Wear flip-flops, support a good cause

By Anne Lautzenheiser
St. Tammany News
Published on Friday, June 19, 2009 12:26 PM CDT



Here in Louisiana, flip-flops are almost a year-round part of our wardrobe.

Now there’s National Flip-Flop Day, a time to celebrate our favorite footwear. In honor of the occasion, Tropical Smoothie Café in Slidell will offer free smoothies to the first 500 customers wearing flip-flops.

From 8 a.m. to 8 p.m., today those first sandal-sporting folks can get a free Jetty Punch smoothie, a strawberry-banana concoction sure to cool things off as the mercury climbs.

The event is more than just a promotion to celebrate the start of summer. The franchise is also raising money to send a Mandeville girl to Camp Sunshine, a retreat located on Sebago Lake in Maine that provides respite and support to families of children suffering with a terminal illness. The program is free of charge to all families and includes 24-hour onsite medical and psychosocial support.

Founded in 1984, the camp has hosted over 30,000 people, and relies on donations and fundraising events such as this to provide the programs at no cost to participants.

The Slidell restaurant, which opened last September, will send Mandeville resident Katie Miller, 5, and her family to the camp this year. According to Katie’s mom, Diana Velez, the youngster was diagnosed with a Wilm’s tumor in 2005 at 12 months of age.

“She wasn’t crawling, so at her 12-month checkup our pediatrician referred us for an MRI,” said Velez. “She had to have her right kidney removed, and then go through 18 weeks of chemo that finished right before Hurricane Katrina.”

Also known as nephroblastoma, the tumor is the most common malignancy of the kidneys in young children. It occurs when the embryonic cells that normally form the kidneys do not mature, and instead turn into cancer.

Now in remission, Katie will be considered cured after five years, but is also considered more likely to get a secondary cancer, such as leukemia, in another part of her body in later years. She must go twice a year for follow-ups with an oncologist to make sure the chemotherapy treatments have not damaged her heart or other organs.

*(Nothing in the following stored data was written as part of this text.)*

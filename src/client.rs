//! Top-level WaniKani client
//!
//! Wires the request layer to every endpoint, handing each one the TTL
//! configured for its resource kind.

use std::time::Duration;

use thiserror::Error;

use crate::config::{CacheTtls, ClientConfig, ConfigError, ResourceKind};
use crate::data::{
    AssignmentsEndpoint, LevelProgressionsEndpoint, ResetsEndpoint, ReviewStatisticsEndpoint,
    ReviewsEndpoint, SpacedRepetitionSystemsEndpoint, StudyMaterialsEndpoint, SubjectsEndpoint,
    SummaryEndpoint, UserEndpoint, VoiceActorsEndpoint,
};
use crate::error::ApiError;
use crate::request::ApiClient;

/// Errors that can occur while constructing a client
#[derive(Debug, Error)]
pub enum ClientError {
    #[error(transparent)]
    Config(#[from] ConfigError),

    #[error(transparent)]
    Api(#[from] ApiError),
}

/// Client for the WaniKani v2 API
#[derive(Debug, Clone)]
pub struct WaniKaniClient {
    api: ApiClient,
    ttls: CacheTtls,
}

impl WaniKaniClient {
    /// Creates a client from explicit configuration
    pub fn new(config: ClientConfig, ttls: CacheTtls) -> Result<Self, ApiError> {
        Ok(Self::with_api(ApiClient::new(config)?, ttls))
    }

    /// Creates a client around an existing request layer
    pub fn with_api(api: ApiClient, ttls: CacheTtls) -> Self {
        Self { api, ttls }
    }

    /// Creates a client from `WANIKANI_*` environment variables
    pub fn from_env() -> Result<Self, ClientError> {
        let config = ClientConfig::from_env()?;
        let ttls = CacheTtls::from_env()?;
        Ok(Self::new(config, ttls)?)
    }

    /// The underlying request layer
    pub fn api(&self) -> &ApiClient {
        &self.api
    }

    /// The TTL mapping in use
    pub fn ttls(&self) -> &CacheTtls {
        &self.ttls
    }

    /// Deletes cache files older than `max_age`
    pub fn prune_cache(&self, max_age: Duration) -> usize {
        self.api.prune_cache(max_age)
    }

    fn ttl(&self, kind: ResourceKind) -> Duration {
        self.ttls.ttl_for(kind)
    }

    pub fn user(&self) -> UserEndpoint<'_> {
        UserEndpoint::new(&self.api, self.ttl(ResourceKind::User))
    }

    pub fn summary(&self) -> SummaryEndpoint<'_> {
        SummaryEndpoint::new(&self.api, self.ttl(ResourceKind::Summary))
    }

    pub fn subjects(&self) -> SubjectsEndpoint<'_> {
        SubjectsEndpoint::new(&self.api, self.ttl(ResourceKind::Subjects))
    }

    pub fn assignments(&self) -> AssignmentsEndpoint<'_> {
        AssignmentsEndpoint::new(&self.api, self.ttl(ResourceKind::Assignments))
    }

    pub fn reviews(&self) -> ReviewsEndpoint<'_> {
        ReviewsEndpoint::new(&self.api, self.ttl(ResourceKind::Reviews))
    }

    pub fn review_statistics(&self) -> ReviewStatisticsEndpoint<'_> {
        ReviewStatisticsEndpoint::new(&self.api, self.ttl(ResourceKind::ReviewStatistics))
    }

    pub fn study_materials(&self) -> StudyMaterialsEndpoint<'_> {
        StudyMaterialsEndpoint::new(&self.api, self.ttl(ResourceKind::StudyMaterials))
    }

    pub fn level_progressions(&self) -> LevelProgressionsEndpoint<'_> {
        LevelProgressionsEndpoint::new(&self.api, self.ttl(ResourceKind::LevelProgressions))
    }

    pub fn resets(&self) -> ResetsEndpoint<'_> {
        ResetsEndpoint::new(&self.api, self.ttl(ResourceKind::Resets))
    }

    pub fn spaced_repetition_systems(&self) -> SpacedRepetitionSystemsEndpoint<'_> {
        SpacedRepetitionSystemsEndpoint::new(
            &self.api,
            self.ttl(ResourceKind::SpacedRepetitionSystems),
        )
    }

    pub fn voice_actors(&self) -> VoiceActorsEndpoint<'_> {
        VoiceActorsEndpoint::new(&self.api, self.ttl(ResourceKind::VoiceActors))
    }
}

Velez found out about Camp Sunshine earlier this year while researching the American Cancer Society for family camps.

“Katie is very strong and confident, but she’s still shy,” said Velez. “Most camps you just send a kid away by themselves, and even my older daughter, Emmy, would not go for that.”

The girls’ mother found there are a small number of camps where the whole family can attend. She contacted Camp Sunshine and they put her in touch with Tropical Smoothie.

Katie and Emmy, 6, will travel to Camp Sunshine later this summer with Velez and her husband, and all are “very excited.”

According to owner Rene Arcemont, customers may make donations by purchasing a paper flip-flop. In addition, 10 percent of all proceeds will go directly to Camp Sunshine. Nationally, the chain has raised over $125,000 for the program, and several local companies have also partnered with the Slidell store as sponsors: Iberia Bank, Expo Signs and Southern Surgical Hospital.

The campaign will continue through the end of June.